Below is federal data on the loans students use to pay for Polytechnic University of Puerto Rico-Miami, including completion-adjusted borrowing and a standard repayment estimate. The data below is drawn directly from federal sources.
Counting every undergraduate at Polytechnic University of Puerto Rico - Miami, 97% rely on federal student loans toward their education, borrowing on average $7,979 in federal loans per year.
Borrowing the same amount each year would add up to roughly $15,958 by year two and around $31,916 across a four-year program. This assumes steady federal borrowing and leaves out private and Parent PLUS loans.
| Undergraduate federal borrowing | Value |
|---|---|
| Share using federal loans | 97% |
| Average federal loan per year | $7,979 |
| Undergraduates with a federal loan | 28 |
| Total federal loans (one year) | $223,417 |
The median student at Polytechnic University of Puerto Rico - Miami borrows $12,830 of cumulative federal debt.
| Borrower group | Median federal debt |
|---|---|
| All federal borrowers | $12,830 |
| Students who completed (graduates) | $22,564 |
| Students who withdrew | $10,666 |
Withdrawn-student debt matters because those borrowers carry the loans without the degree that helps repay them.
Looking only at the median is misleading — these four percentiles describe the full debt distribution for borrowers at Polytechnic University of Puerto Rico - Miami.
| Percentile | Cumulative Federal Debt |
|---|---|
| 10th percentile (lowest-debt students) | $2,000 |
| 25th percentile | $3,668 |
| 75th percentile | $22,500 |
| 90th percentile (highest-debt students) | $34,169 |
The gap between the 10th and 90th percentile is the clearest single measure of how widely borrowing varies at Polytechnic University of Puerto Rico - Miami.
Median federal debt understates the full cost when PLUS loans are included. The totals below add PLUS borrowing for Polytechnic University of Puerto Rico - Miami.
| Group | Borrowers | Median debt incl. PLUS |
|---|---|---|
| All borrowers | 58 | $9,461 |
The split below distinguishes Stafford borrowers from non-Stafford borrowers at Polytechnic University of Puerto Rico - Miami.
Stafford This Year vs Not
| Cohort | Borrowers | Median debt incl. PLUS |
|---|---|---|
| Stafford loan this year | 44 | — |
| No Stafford loan this year | 14 | — |
Repayment burden translates the debt figures into what a borrower actually pays each month. Polytechnic University of Puerto Rico - Miami.
The default rate measures how many borrowers fall behind and ultimately fail to repay their federal loans. The official Department of Education two-year default rate for Polytechnic University of Puerto Rico - Miami follows.
| Metric | Value |
|---|---|
| 2-year cohort default rate | 7.9% |
| Borrowers in the cohort | 666 |
The cohort default rate tracks borrowers who entered repayment in a given year and defaulted within the two-year measurement window.

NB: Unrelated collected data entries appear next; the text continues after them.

//! Runtime schema inference for introspection levels.
//!
//! Nothing is known about a level until its rows arrive: the column list comes
//! from the first row and at most one column is picked as the drill-down link.

use super::row::Row;

/// System functions that support drill-down at all.
pub const NESTABLE_FUNCTIONS: &[&str] = &[
    "transactions",
    "dbs",
    "catalog",
    "routine_loads",
    "stream_loads",
    "loads",
    "load_error_hub",
    "resources",
    "workload_groups",
    "workload_sched_policy",
    "compactions",
    "colocate_group",
    "bdbje",
    "small_files",
    "trash",
    "jobs",
    "repositories",
];

pub fn can_drill_down(function_name: &str) -> bool {
    NESTABLE_FUNCTIONS.contains(&function_name)
}

#[derive(Debug, Clone, PartialEq, Eq)]
pub struct ColumnSpec {
    pub key: String,
    pub navigable: bool,
}

/// Columns of one row batch plus the single navigable column, if any.
#[derive(Debug, Clone, Default, PartialEq, Eq)]
pub struct Schema {
    pub columns: Vec<String>,
    pub navigable_column: Option<String>,
}

impl Schema {
    pub fn column_specs(&self) -> Vec<ColumnSpec> {
        self.columns
            .iter()
            .map(|key| ColumnSpec {
                key: key.clone(),
                navigable: self.is_navigable(key),
            })
            .collect()
    }

    pub fn is_navigable(&self, key: &str) -> bool {
        self.navigable_column.as_deref() == Some(key)
    }

    pub fn is_empty(&self) -> bool {
        self.columns.is_empty()
    }
}

/// Infer the schema of a row batch.
///
/// `depth_allows_drill` lets the caller cap navigation depth; when false no
/// column is navigable.
pub fn infer_schema(rows: &[Row], can_drill_down: bool, depth_allows_drill: bool) -> Schema {
    let columns: Vec<String> = match rows.first() {
        Some(first) => first.keys().cloned().collect(),
        None => return Schema::default(),
    };

    let navigable_column = navigable_column(&columns, can_drill_down && depth_allows_drill);

    Schema {
        columns,
        navigable_column,
    }
}

/// Pick the clickable column: the first whose name contains "id"
/// (case-insensitive), otherwise the first column.
pub fn navigable_column(columns: &[String], can_drill_down: bool) -> Option<String> {
    if !can_drill_down {
        return None;
    }

    columns
        .iter()
        .find(|c| c.to_lowercase().contains("id"))
        .or_else(|| columns.first())
        .cloned()
}
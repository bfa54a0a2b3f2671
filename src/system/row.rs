use serde_json::{Map, Value};

/// One record returned by the backend for a level.
///
/// Keys keep the order the backend serialized them in (serde_json is built
/// with `preserve_order`), which is what the displayed column order follows.
pub type Row = Map<String, Value>;

/// Render a cell as plain text. Missing and null cells render empty.
pub fn cell_text(row: &Row, key: &str) -> String {
    match row.get(key) {
        None | Some(Value::Null) => String::new(),
        Some(value) => value_text(value),
    }
}

pub fn value_text(value: &Value) -> String {
    match value {
        Value::Null => String::new(),
        Value::String(s) => s.clone(),
        Value::Number(n) => n.to_string(),
        Value::Bool(b) => b.to_string(),
        other => other.to_string(),
    }
}

/// Parse a JSON array of objects into rows, skipping anything that is not an object.
pub fn rows_from_value(value: Value) -> Vec<Row> {
    match value {
        Value::Array(items) => items
            .into_iter()
            .filter_map(|item| match item {
                Value::Object(obj) => Some(obj),
                _ => None,
            })
            .collect(),
        _ => Vec::new(),
    }
}
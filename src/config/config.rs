use anyhow::Result;
use serde::{Deserialize, Serialize};
use std::fs;
use std::path::{Path, PathBuf};

pub const URL_ENV: &str = "CLUSTER_CONSOLE_URL";
pub const TOKEN_ENV: &str = "CLUSTER_CONSOLE_TOKEN";

#[derive(Debug, Clone, Default, PartialEq, Serialize, Deserialize)]
#[serde(default)]
pub struct Config {
    pub server: ServerConfig,
    pub browser: BrowserConfig,
    pub display: DisplayConfig,
}

#[derive(Debug, Clone, PartialEq, Serialize, Deserialize)]
#[serde(default)]
pub struct ServerConfig {
    /// Base URL of the management backend
    pub base_url: String,

    /// Bearer token sent with every request
    #[serde(skip_serializing_if = "Option::is_none")]
    pub token: Option<String>,

    /// Request timeout in seconds
    pub timeout_secs: u64,
}

#[derive(Debug, Clone, PartialEq, Serialize, Deserialize)]
#[serde(default)]
pub struct BrowserConfig {
    /// Deepest level that still offers drill-down (0 = unlimited)
    pub max_depth: usize,

    /// Functions shown per category in the compact catalog view
    pub compact_category_limit: usize,

    /// How often the UI checks for completed fetches
    pub poll_interval_ms: u64,
}

#[derive(Debug, Clone, PartialEq, Serialize, Deserialize)]
#[serde(default)]
pub struct DisplayConfig {
    /// Use Unicode glyphs for links, favorites and breadcrumbs
    pub use_glyphs: bool,

    /// Show row numbers in level tables
    pub show_row_numbers: bool,

    /// Text shown for null or missing cells
    pub null_text: String,
}

impl Default for ServerConfig {
    fn default() -> Self {
        Self {
            base_url: "http://localhost:8081".to_string(),
            token: None,
            timeout_secs: 30,
        }
    }
}

impl Default for BrowserConfig {
    fn default() -> Self {
        Self {
            max_depth: 0,
            compact_category_limit: 4,
            poll_interval_ms: 50,
        }
    }
}

impl Default for DisplayConfig {
    fn default() -> Self {
        Self {
            use_glyphs: true,
            show_row_numbers: false,
            null_text: String::new(),
        }
    }
}

impl DisplayConfig {
    pub fn link_marker(&self) -> &'static str {
        if self.use_glyphs {
            "↳"
        } else {
            ">"
        }
    }

    pub fn favorite_marker(&self) -> &'static str {
        if self.use_glyphs {
            "★"
        } else {
            "*"
        }
    }

    pub fn breadcrumb_separator(&self) -> &'static str {
        if self.use_glyphs {
            " › "
        } else {
            " > "
        }
    }
}

impl Config {
    /// Load config from the default location, creating it on first run.
    /// Environment overrides are applied on top.
    pub fn load() -> Result<Self> {
        let config_path = Self::get_config_path()?;

        let mut config = if config_path.exists() {
            Self::load_from(&config_path)?
        } else {
            let default_config = Self::default();
            default_config.save()?;
            default_config
        };

        config.apply_env_overrides(|key| std::env::var(key).ok());
        Ok(config)
    }

    pub fn load_from(path: &Path) -> Result<Self> {
        let contents = fs::read_to_string(path)?;
        let config: Config = toml::from_str(&contents)?;
        Ok(config)
    }

    pub fn save(&self) -> Result<()> {
        self.save_to(&Self::get_config_path()?)
    }

    pub fn save_to(&self, path: &Path) -> Result<()> {
        if let Some(parent) = path.parent() {
            fs::create_dir_all(parent)?;
        }
        fs::write(path, toml::to_string_pretty(self)?)?;
        Ok(())
    }

    pub fn get_config_path() -> Result<PathBuf> {
        let config_dir = dirs::config_dir()
            .ok_or_else(|| anyhow::anyhow!("Could not determine config directory"))?;

        Ok(config_dir.join("cluster-console").join("config.toml"))
    }

    /// Override server settings from the environment. `lookup` is injected so
    /// tests do not touch the process environment.
    pub fn apply_env_overrides<F>(&mut self, lookup: F)
    where
        F: Fn(&str) -> Option<String>,
    {
        if let Some(url) = lookup(URL_ENV).filter(|v| !v.trim().is_empty()) {
            self.server.base_url = url.trim().to_string();
        }
        if let Some(token) = lookup(TOKEN_ENV).filter(|v| !v.trim().is_empty()) {
            self.server.token = Some(token.trim().to_string());
        }
    }

    pub fn create_default_with_comments() -> String {
        r#"# Cluster Console Configuration File
# Location: ~/.config/cluster-console/config.toml (Linux)
#           ~/Library/Application Support/cluster-console/config.toml (macOS)
#           %APPDATA%\cluster-console\config.toml (Windows)

[server]
# Management backend serving /api/clusters/...
# Overridden by CLUSTER_CONSOLE_URL
base_url = "http://localhost:8081"

# Bearer token (overridden by CLUSTER_CONSOLE_TOKEN)
# token = "..."

# Request timeout in seconds
timeout_secs = 30

[browser]
# Deepest level that still offers drill-down; 0 means unlimited
max_depth = 0

# Functions shown per category before "show all"
compact_category_limit = 4

# How often the UI checks for completed fetches (milliseconds)
poll_interval_ms = 50

[display]
# Set to false for ASCII-only markers
use_glyphs = true

# Show row numbers in level tables
show_row_numbers = false

# Text shown for null or missing cells
null_text = ""
"#
        .to_string()
    }

    pub fn init_wizard() -> Result<Self> {
        println!("Cluster Console Configuration Setup");
        println!("===================================");

        let mut config = Config::default();

        let url = prompt(&format!("Backend URL [{}]: ", config.server.base_url))?;
        if !url.is_empty() {
            config.server.base_url = url;
        }

        let token = prompt("API token (leave empty for none): ")?;
        if !token.is_empty() {
            config.server.token = Some(token);
        }

        let glyphs = prompt("Does your terminal support Unicode glyphs? (y/n) [y]: ")?;
        config.display.use_glyphs = !glyphs.eq_ignore_ascii_case("n");

        config.save()?;

        println!("\nConfiguration saved to: {:?}", Config::get_config_path()?);
        println!("You can edit this file directly to customize further.");

        Ok(config)
    }
}

fn prompt(question: &str) -> Result<String> {
    print!("{}", question);
    std::io::Write::flush(&mut std::io::stdout())?;
    let mut input = String::new();
    std::io::stdin().read_line(&mut input)?;
    Ok(input.trim().to_string())
}

#[cfg(test)]
mod tests {
    use super::*;
    use tempfile::TempDir;

    #[test]
    fn test_default_config() {
        let config = Config::default();
        assert_eq!(config.server.base_url, "http://localhost:8081");
        assert_eq!(config.browser.compact_category_limit, 4);
        assert_eq!(config.browser.max_depth, 0);
        assert!(config.display.use_glyphs);
    }

    #[test]
    fn test_save_and_load_round_trip() {
        let dir = TempDir::new().unwrap();
        let path = dir.path().join("nested").join("config.toml");

        let mut config = Config::default();
        config.server.token = Some("secret".to_string());
        config.browser.max_depth = 3;
        config.save_to(&path).unwrap();

        assert_eq!(Config::load_from(&path).unwrap(), config);
    }

    #[test]
    fn test_partial_file_uses_defaults() {
        let dir = TempDir::new().unwrap();
        let path = dir.path().join("config.toml");
        fs::write(&path, "[browser]\nmax_depth = 2\n").unwrap();

        let config = Config::load_from(&path).unwrap();
        assert_eq!(config.browser.max_depth, 2);
        assert_eq!(config.browser.poll_interval_ms, 50);
        assert_eq!(config.server, ServerConfig::default());
    }

    #[test]
    fn test_commented_default_parses() {
        let config: Config = toml::from_str(&Config::create_default_with_comments()).unwrap();
        assert_eq!(config, Config::default());
    }

    #[test]
    fn test_env_overrides() {
        let mut config = Config::default();
        config.apply_env_overrides(|key| match key {
            URL_ENV => Some("http://fe:9000 ".to_string()),
            TOKEN_ENV => Some("".to_string()),
            _ => None,
        });
        assert_eq!(config.server.base_url, "http://fe:9000");
        assert_eq!(config.server.token, None);
    }

    #[test]
    fn test_ascii_markers() {
        let display = DisplayConfig {
            use_glyphs: false,
            ..DisplayConfig::default()
        };
        assert_eq!(display.link_marker(), ">");
        assert_eq!(display.favorite_marker(), "*");
    }
}
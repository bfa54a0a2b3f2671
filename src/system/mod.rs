//! System introspection: function catalog, level navigation and the
//! schema inferred for each level at runtime.

pub mod catalog;
pub mod catalog_store;
pub mod dispatch;
pub mod fetcher;
pub mod navigation;
pub mod render_spec;
pub mod row;
pub mod schema;

pub use catalog::{FunctionCatalog, FunctionDescriptor, FunctionKey};
pub use fetcher::{DataFetcher, FetchInbox, HttpFetcher};
pub use navigation::{
    FetchOutcome, FetchRequest, LevelView, NavigationController, NavigationFrame,
    NavigationState, Resolution,
};
pub use row::Row;
pub use schema::Schema;
use crate::config::config::ServerConfig;
use crate::error::ApiError;
use crate::system::catalog::{FunctionDescriptor, FunctionDraft, FunctionKey, FunctionOrder};
use crate::system::row::Row;
use reqwest::blocking::{Client, RequestBuilder, Response};
use serde::de::DeserializeOwned;
use serde::{Deserialize, Serialize};
use std::time::Duration;
use tracing::{debug, info};

/// One introspection level as returned by the backend.
#[derive(Debug, Clone, Default, Deserialize)]
pub struct LevelResponse {
    #[serde(default)]
    pub function_name: String,
    #[serde(default)]
    pub description: String,
    #[serde(default)]
    pub data: Vec<Row>,
    #[serde(default)]
    pub total_count: usize,
    #[serde(default)]
    pub last_updated: String,
}

/// A function persisted by the backend for the active cluster.
#[derive(Debug, Clone, PartialEq, Eq, Serialize, Deserialize)]
#[serde(rename_all = "camelCase")]
pub struct StoredFunction {
    pub id: i64,
    #[serde(default)]
    pub cluster_id: i64,
    pub category_name: String,
    pub function_name: String,
    #[serde(default)]
    pub description: String,
    #[serde(default)]
    pub sql_query: String,
    #[serde(default)]
    pub display_order: i32,
    #[serde(default)]
    pub category_order: i32,
    #[serde(default)]
    pub is_favorited: bool,
    #[serde(default)]
    pub is_system: bool,
    #[serde(default)]
    pub created_by: Option<i64>,
    #[serde(default)]
    pub created_at: Option<String>,
    #[serde(default)]
    pub updated_at: Option<String>,
}

impl From<StoredFunction> for FunctionDescriptor {
    fn from(stored: StoredFunction) -> Self {
        FunctionDescriptor {
            key: FunctionKey::Stored(stored.id),
            name: stored.function_name,
            description: stored.description,
            category: stored.category_name,
            is_favorited: stored.is_favorited,
            is_system_defined: stored.is_system,
            category_order: stored.category_order,
            display_order: stored.display_order,
            sql_query: if stored.sql_query.is_empty() {
                None
            } else {
                Some(stored.sql_query)
            },
        }
    }
}

/// Body for creating or editing a stored function.
#[derive(Debug, Clone, PartialEq, Eq, Serialize)]
pub struct FunctionRequest {
    pub category_name: String,
    pub function_name: String,
    pub description: String,
    pub sql_query: String,
}

impl FunctionRequest {
    pub fn from_draft(draft: &FunctionDraft) -> Self {
        Self {
            category_name: draft.category.clone(),
            function_name: draft.name.clone(),
            description: draft.description.clone(),
            sql_query: draft.sql_query.clone(),
        }
    }

    pub fn from_descriptor(function: &FunctionDescriptor) -> Self {
        Self {
            category_name: function.category.clone(),
            function_name: function.name.clone(),
            description: function.description.clone(),
            sql_query: function.sql_query.clone().unwrap_or_default(),
        }
    }
}

#[derive(Debug, Serialize)]
struct OrderEntry {
    id: i64,
    #[serde(rename = "displayOrder")]
    display_order: i32,
    #[serde(rename = "categoryOrder")]
    category_order: i32,
}

#[derive(Debug, Serialize)]
struct OrderRequest {
    functions: Vec<OrderEntry>,
}

#[derive(Debug, Clone, PartialEq, Eq, Deserialize)]
pub struct Cluster {
    pub id: i64,
    pub name: String,
    #[serde(default)]
    pub description: Option<String>,
    #[serde(default)]
    pub fe_host: String,
    #[serde(default)]
    pub is_active: bool,
}

pub fn level_url(base_url: &str, function_name: &str) -> String {
    format!("{}/api/clusters/system/{}", base_url, function_name)
}

#[derive(Clone)]
pub struct ApiClient {
    base_url: String,
    token: Option<String>,
    client: Client,
}

impl ApiClient {
    pub fn new(server: &ServerConfig) -> Result<Self, ApiError> {
        let client = Client::builder()
            .timeout(Duration::from_secs(server.timeout_secs))
            .build()?;

        Ok(Self {
            base_url: server.base_url.trim_end_matches('/').to_string(),
            token: server.token.clone(),
            client,
        })
    }

    pub fn base_url(&self) -> &str {
        &self.base_url
    }

    /// Fetch one level synchronously. Used by the non-interactive commands.
    pub fn fetch_level(
        &self,
        function_name: &str,
        nested_path: Option<&str>,
    ) -> Result<LevelResponse, ApiError> {
        let mut request = self.client.get(level_url(&self.base_url, function_name));
        if let Some(path) = nested_path {
            request = request.query(&[("path", path)]);
        }
        self.send_json(request)
    }

    pub fn list_functions(&self) -> Result<Vec<StoredFunction>, ApiError> {
        self.send_json(self.client.get(self.url("/api/clusters/system-functions")))
    }

    pub fn create_function(&self, request: &FunctionRequest) -> Result<StoredFunction, ApiError> {
        info!(target: "api", "creating function '{}'", request.function_name);
        self.send_json(
            self.client
                .post(self.url("/api/clusters/system-functions"))
                .json(request),
        )
    }

    pub fn update_function(
        &self,
        id: i64,
        request: &FunctionRequest,
    ) -> Result<StoredFunction, ApiError> {
        self.send_json(
            self.client
                .put(self.url(&format!("/api/clusters/system-functions/{}", id)))
                .json(request),
        )
    }

    pub fn delete_function(&self, id: i64) -> Result<(), ApiError> {
        self.send_empty(
            self.client
                .delete(self.url(&format!("/api/clusters/system-functions/{}", id))),
        )
    }

    pub fn toggle_favorite(&self, id: i64) -> Result<StoredFunction, ApiError> {
        self.send_json(
            self.client
                .put(self.url(&format!("/api/clusters/system-functions/{}/favorite", id)))
                .json(&serde_json::json!({})),
        )
    }

    /// Persist orders of stored functions. Built-in entries are skipped.
    pub fn update_orders(&self, orders: &[FunctionOrder]) -> Result<(), ApiError> {
        let functions: Vec<OrderEntry> = orders
            .iter()
            .filter_map(|order| match order.key {
                FunctionKey::Stored(id) => Some(OrderEntry {
                    id,
                    display_order: order.display_order,
                    category_order: order.category_order,
                }),
                FunctionKey::Builtin(_) => None,
            })
            .collect();

        if functions.is_empty() {
            return Ok(());
        }

        self.send_empty(
            self.client
                .put(self.url("/api/clusters/system-functions/orders"))
                .json(&OrderRequest { functions }),
        )
    }

    pub fn delete_category(&self, name: &str) -> Result<(), ApiError> {
        let mut url = reqwest::Url::parse(&self.url("/api/system-functions/category"))
            .map_err(|e| ApiError::Transport(e.to_string()))?;
        url.path_segments_mut()
            .map_err(|_| ApiError::Transport("base url cannot hold a path".to_string()))?
            .push(name);
        self.send_empty(self.client.delete(url))
    }

    /// Run a user-defined function's stored query.
    pub fn execute_function(&self, id: i64) -> Result<Vec<Row>, ApiError> {
        self.send_json(
            self.client
                .post(self.url(&format!("/api/clusters/system-functions/{}/execute", id)))
                .json(&serde_json::json!({})),
        )
    }

    pub fn touch_access_time(&self, function_name: &str) -> Result<(), ApiError> {
        self.send_empty(
            self.client
                .put(self.url(&format!(
                    "/api/system-functions/{}/access-time",
                    function_name
                )))
                .json(&serde_json::json!({})),
        )
    }

    pub fn list_clusters(&self) -> Result<Vec<Cluster>, ApiError> {
        self.send_json(self.client.get(self.url("/api/clusters")))
    }

    /// The active cluster, or `NoActiveCluster` when the backend has none.
    pub fn active_cluster(&self) -> Result<Cluster, ApiError> {
        match self.send_json(self.client.get(self.url("/api/clusters/active"))) {
            Err(ApiError::Status { status: 404, .. }) => Err(ApiError::NoActiveCluster),
            other => other,
        }
    }

    pub fn activate_cluster(&self, id: i64) -> Result<Cluster, ApiError> {
        self.send_json(
            self.client
                .put(self.url(&format!("/api/clusters/{}/activate", id)))
                .json(&serde_json::json!({})),
        )
    }

    fn url(&self, path: &str) -> String {
        format!("{}{}", self.base_url, path)
    }

    fn send(&self, mut request: RequestBuilder) -> Result<Response, ApiError> {
        if let Some(token) = &self.token {
            request = request.bearer_auth(token);
        }

        let response = request.send()?;
        let status = response.status();
        debug!(target: "api", "{} {}", status.as_u16(), response.url());

        if !status.is_success() {
            let body = response.text().unwrap_or_default();
            return Err(ApiError::from_response(status.as_u16(), &body));
        }
        Ok(response)
    }

    fn send_json<T: DeserializeOwned>(&self, request: RequestBuilder) -> Result<T, ApiError> {
        let response = self.send(request)?;
        let body = response.text()?;
        Ok(serde_json::from_str(&body)?)
    }

    fn send_empty(&self, request: RequestBuilder) -> Result<(), ApiError> {
        self.send(request).map(|_| ())
    }
}

#[cfg(test)]
mod tests {
    use super::*;
    use serde_json::json;

    #[test]
    fn test_level_url() {
        assert_eq!(
            level_url("http://localhost:8081", "transactions"),
            "http://localhost:8081/api/clusters/system/transactions"
        );
    }

    #[test]
    fn test_level_response_defaults() {
        let level: LevelResponse = serde_json::from_value(json!({
            "function_name": "dbs",
            "data": [{"DbId": "10", "DbName": "sales"}]
        }))
        .unwrap();
        assert_eq!(level.function_name, "dbs");
        assert_eq!(level.data.len(), 1);
        assert_eq!(level.total_count, 0);

        let empty: LevelResponse = serde_json::from_value(json!({})).unwrap();
        assert!(empty.data.is_empty());
    }

    #[test]
    fn test_level_rows_keep_backend_column_order() {
        let level: LevelResponse = serde_json::from_str(
            r#"{"data": [{"TransactionId": "5001", "Label": "l", "Coordinator": "fe"}]}"#,
        )
        .unwrap();
        let keys: Vec<&str> = level.data[0].keys().map(|k| k.as_str()).collect();
        assert_eq!(keys, vec!["TransactionId", "Label", "Coordinator"]);
    }

    #[test]
    fn test_stored_function_to_descriptor() {
        let stored: StoredFunction = serde_json::from_value(json!({
            "id": 42,
            "clusterId": 1,
            "categoryName": "Custom",
            "functionName": "slow_queries",
            "description": "Queries over 10s",
            "sqlQuery": "SELECT * FROM information_schema.queries",
            "displayOrder": 3,
            "categoryOrder": 7,
            "isFavorited": true,
            "isSystem": false,
            "createdBy": 1,
            "createdAt": "2024-01-01T00:00:00Z",
            "updatedAt": "2024-01-01T00:00:00Z"
        }))
        .unwrap();

        let descriptor = FunctionDescriptor::from(stored);
        assert_eq!(descriptor.key, FunctionKey::Stored(42));
        assert_eq!(descriptor.category, "Custom");
        assert!(descriptor.is_favorited);
        assert!(descriptor.is_user_defined());
        assert_eq!(descriptor.category_order, 7);
        assert_eq!(descriptor.display_order, 3);
        assert!(descriptor.sql_query.is_some());
    }

    #[test]
    fn test_order_payload_shape() {
        let body = OrderRequest {
            functions: vec![OrderEntry {
                id: 3,
                display_order: 1,
                category_order: 2,
            }],
        };
        assert_eq!(
            serde_json::to_value(&body).unwrap(),
            json!({"functions": [{"id": 3, "displayOrder": 1, "categoryOrder": 2}]})
        );
    }

    #[test]
    fn test_create_request_body() {
        let draft = FunctionDraft {
            category: "Diagnostics".to_string(),
            name: "slow_queries".to_string(),
            description: "Queries over 10s".to_string(),
            sql_query: "SELECT 1".to_string(),
        };
        assert_eq!(
            serde_json::to_value(FunctionRequest::from_draft(&draft)).unwrap(),
            json!({
                "category_name": "Diagnostics",
                "function_name": "slow_queries",
                "description": "Queries over 10s",
                "sql_query": "SELECT 1"
            })
        );
    }

    #[test]
    fn test_builtin_only_orders_skip_request() {
        let client = ApiClient::new(&ServerConfig {
            base_url: "http://127.0.0.1:9".to_string(),
            token: None,
            timeout_secs: 1,
        })
        .unwrap();
        let orders = vec![FunctionOrder {
            key: FunctionKey::Builtin("dbs".to_string()),
            category: "Database".to_string(),
            category_order: 0,
            display_order: 0,
        }];
        assert_eq!(client.update_orders(&orders), Ok(()));
    }

    #[test]
    fn test_unreachable_server() {
        let client = ApiClient::new(&ServerConfig {
            base_url: "http://127.0.0.1:9/".to_string(),
            token: Some("t".to_string()),
            timeout_secs: 1,
        })
        .unwrap();
        assert_eq!(client.base_url(), "http://127.0.0.1:9");
        assert!(matches!(
            client.list_clusters(),
            Err(ApiError::Transport(_))
        ));
    }
}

The breakdowns below show median federal debt by income, first-generation status, and dependency.
By Family Income
| Income tier | Median federal debt |
|---|---|
| Low income | $12,542 |
| Middle income | $12,666 |
| High income | $15,500 |
By First-Generation Status
| Cohort | Median federal debt |
|---|---|
| First-generation students | $12,500 |
| Continuing-generation students | $13,500 |
Dependent vs Independent Borrowers
| Cohort | Median federal debt |
|---|---|
| Dependent students | $12,000 |
| Independent students | $14,666 |
The Department of Education computes gap indicators that show how borrowing differs between student groups at Polytechnic University of Puerto Rico - Miami.
Subsidized vs. Unsubsidized Loans
With an unsubsidized loan, interest starts adding up the day the loan is disbursed, including during school. Subsidized loans, by contrast, do not accrue interest while you are enrolled at least half-time, which makes them the less expensive option when you qualify.
Important to Remember
Unlike most other debt, federal student loans generally survive bankruptcy — and unpaid balances can lead to wage garnishment — so borrow only what you truly need.
References
More about our data sources and methodologies.